The UK Government will be able to refer other subsidies or subsidy schemes to the CMA where it thinks there is a risk of failure to comply with the bill's requirements, or that there is a risk of negative effects on competition or investment within the UK. Public bodies can also make voluntary referrals to the CMA if they wish to test the permissibility of a particular proposed subsidy.
In either case, once referred, a subsidy or scheme may not be implemented until the CMA has reported on it and a “cooling off period” of five working days has passed. However, the CMA cannot prohibit a subsidy from being granted. Persons aggrieved by a particular subsidy, such as competitors of the recipient, can bring judicial review proceedings against the granting authority, which the bill provides will be heard by the Competition Appeal Tribunal. A report by the CMA to the effect that a subsidy would not be consistent with the legislation may therefore in practice result in it never being granted, as such a report would otherwise give a challenger a very good case to take to the CAT.
Where are we now?
The bill does not mark a significant shift away from EU state aid law. The TCA provides for a minimum set of rules which are approximate to but less restrictive than state aid law, and the bill builds on those to a degree. The result is that the UK's new domestic subsidy control law will not be that dissimilar to EU state aid law.
Some things will change – the bill is arguably easier to understand than EU state aid rules were, in large part because it collects them together in a more accessible format than the combination of Commission regulations and ECJ case law in which the bulk of state aid rules are found.
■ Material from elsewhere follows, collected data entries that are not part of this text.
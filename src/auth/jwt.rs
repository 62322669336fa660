use std::time::Duration;

use axum::extract::FromRef;
use jsonwebtoken::{decode, encode, DecodingKey, EncodingKey, Header, Validation};
use time::{Duration as TimeDuration, OffsetDateTime};
use tracing::debug;
use uuid::Uuid;

use super::claims::Claims;
use crate::{config::JwtConfig, error::AppError, state::AppState, users::repo_types::UserId};

/// The presented credential could not be decoded to a user.
#[derive(Debug, thiserror::Error)]
#[error("invalid credential")]
pub struct InvalidCredential;

impl From<InvalidCredential> for AppError {
    fn from(_: InvalidCredential) -> Self {
        AppError::Unauthorized
    }
}

/// Holds JWT signing and verification keys with config data.
#[derive(Clone)]
pub struct JwtKeys {
    pub encoding: EncodingKey,
    pub decoding: DecodingKey,
    pub issuer: String,
    pub audience: String,
    pub ttl: Duration,
}

impl FromRef<AppState> for JwtKeys {
    fn from_ref(state: &AppState) -> Self {
        let JwtConfig {
            secret,
            issuer,
            audience,
            ttl_minutes,
        } = state.config.jwt.clone();
        Self {
            encoding: EncodingKey::from_secret(secret.as_bytes()),
            decoding: DecodingKey::from_secret(secret.as_bytes()),
            issuer,
            audience,
            ttl: Duration::from_secs((ttl_minutes.max(1) as u64) * 60),
        }
    }
}

impl JwtKeys {
    /// Issue a fresh credential for `user_id`.
    pub fn sign(&self, user_id: UserId) -> anyhow::Result<String> {
        let now = OffsetDateTime::now_utc();
        let exp = now + TimeDuration::seconds(self.ttl.as_secs() as i64);
        let claims = Claims {
            sub: user_id,
            jti: Uuid::new_v4(),
            iat: now.unix_timestamp() as usize,
            exp: exp.unix_timestamp() as usize,
            iss: self.issuer.clone(),
            aud: self.audience.clone(),
        };
        let token = encode(&Header::default(), &claims, &self.encoding)?;
        debug!(user_id, "jwt signed");
        Ok(token)
    }

    pub fn verify(&self, token: &str) -> Result<Claims, InvalidCredential> {
        let mut validation = Validation::default();
        validation.set_audience(std::slice::from_ref(&self.audience));
        validation.set_issuer(std::slice::from_ref(&self.issuer));
        let data = decode::<Claims>(token, &self.decoding, &validation).map_err(|e| {
            debug!(error = %e, "jwt rejected");
            InvalidCredential
        })?;
        Ok(data.claims)
    }

    /// Map an optional credential to a user id without touching the store.
    /// Whether the id must also match the user's stored credential is the
    /// caller's decision.
    pub fn resolve(&self, credential: Option<&str>) -> Result<Option<UserId>, InvalidCredential> {
        match credential {
            None => Ok(None),
            Some(token) => self.verify(token).map(|c| Some(c.sub)),
        }
    }
}

#[cfg(test)]
mod tests {
    use super::*;
    use crate::config::AppConfig;
    use std::sync::Arc;

    fn make_keys(secret: &str, issuer: &str, audience: &str) -> JwtKeys {
        let mut state = AppState::fake();
        let mut config = AppConfig::clone(&state.config);
        config.jwt.secret = secret.into();
        config.jwt.issuer = issuer.into();
        config.jwt.audience = audience.into();
        state.config = Arc::new(config);
        JwtKeys::from_ref(&state)
    }

    #[tokio::test]
    async fn sign_and_verify_roundtrip() {
        let keys = make_keys("dev-secret", "test-issuer", "test-aud");
        let token = keys.sign(42).expect("sign");
        let claims = keys.verify(&token).expect("verify token");
        assert_eq!(claims.sub, 42);
        assert_eq!(claims.iss, "test-issuer");
        assert_eq!(claims.aud, "test-aud");
    }

    #[tokio::test]
    async fn each_login_gets_a_distinct_token() {
        let keys = make_keys("dev-secret", "iss", "aud");
        assert_ne!(keys.sign(7).unwrap(), keys.sign(7).unwrap());
    }

    #[tokio::test]
    async fn resolve_absent_credential_is_anonymous() {
        let keys = make_keys("dev-secret", "iss", "aud");
        assert_eq!(keys.resolve(None).unwrap(), None);
    }

    #[tokio::test]
    async fn resolve_rejects_garbage() {
        let keys = make_keys("dev-secret", "iss", "aud");
        assert!(keys.resolve(Some("not.a.jwt")).is_err());
        assert!(keys.resolve(Some("")).is_err());
    }

    #[tokio::test]
    async fn verify_rejects_wrong_secret_issuer_or_audience() {
        let good = make_keys("same-secret", "good-iss", "good-aud");
        let token = good.sign(1).unwrap();
        assert!(make_keys("same-secret", "bad-iss", "good-aud").verify(&token).is_err());
        assert!(make_keys("same-secret", "good-iss", "bad-aud").verify(&token).is_err());
        assert!(make_keys("other-secret", "good-iss", "good-aud").verify(&token).is_err());
        assert_eq!(good.resolve(Some(&token)).unwrap(), Some(1));
    }
}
The bill also codifies some of the definitions the EU courts had given to state aid terms, which would remove the scope for those to be re-litigated in UK courts.
The most significant change relative to the TCA is that the bill closes the door on the possibility of subsidies being permitted so long as they do not impact on trade with the EU. The possibility of a payment constituting a subsidy if it has an impact on trade within the UK is likely to mean that most grants of public funds will qualify as subsidies and be subject to the “principles” and requirements of the Subsidy Control legislation.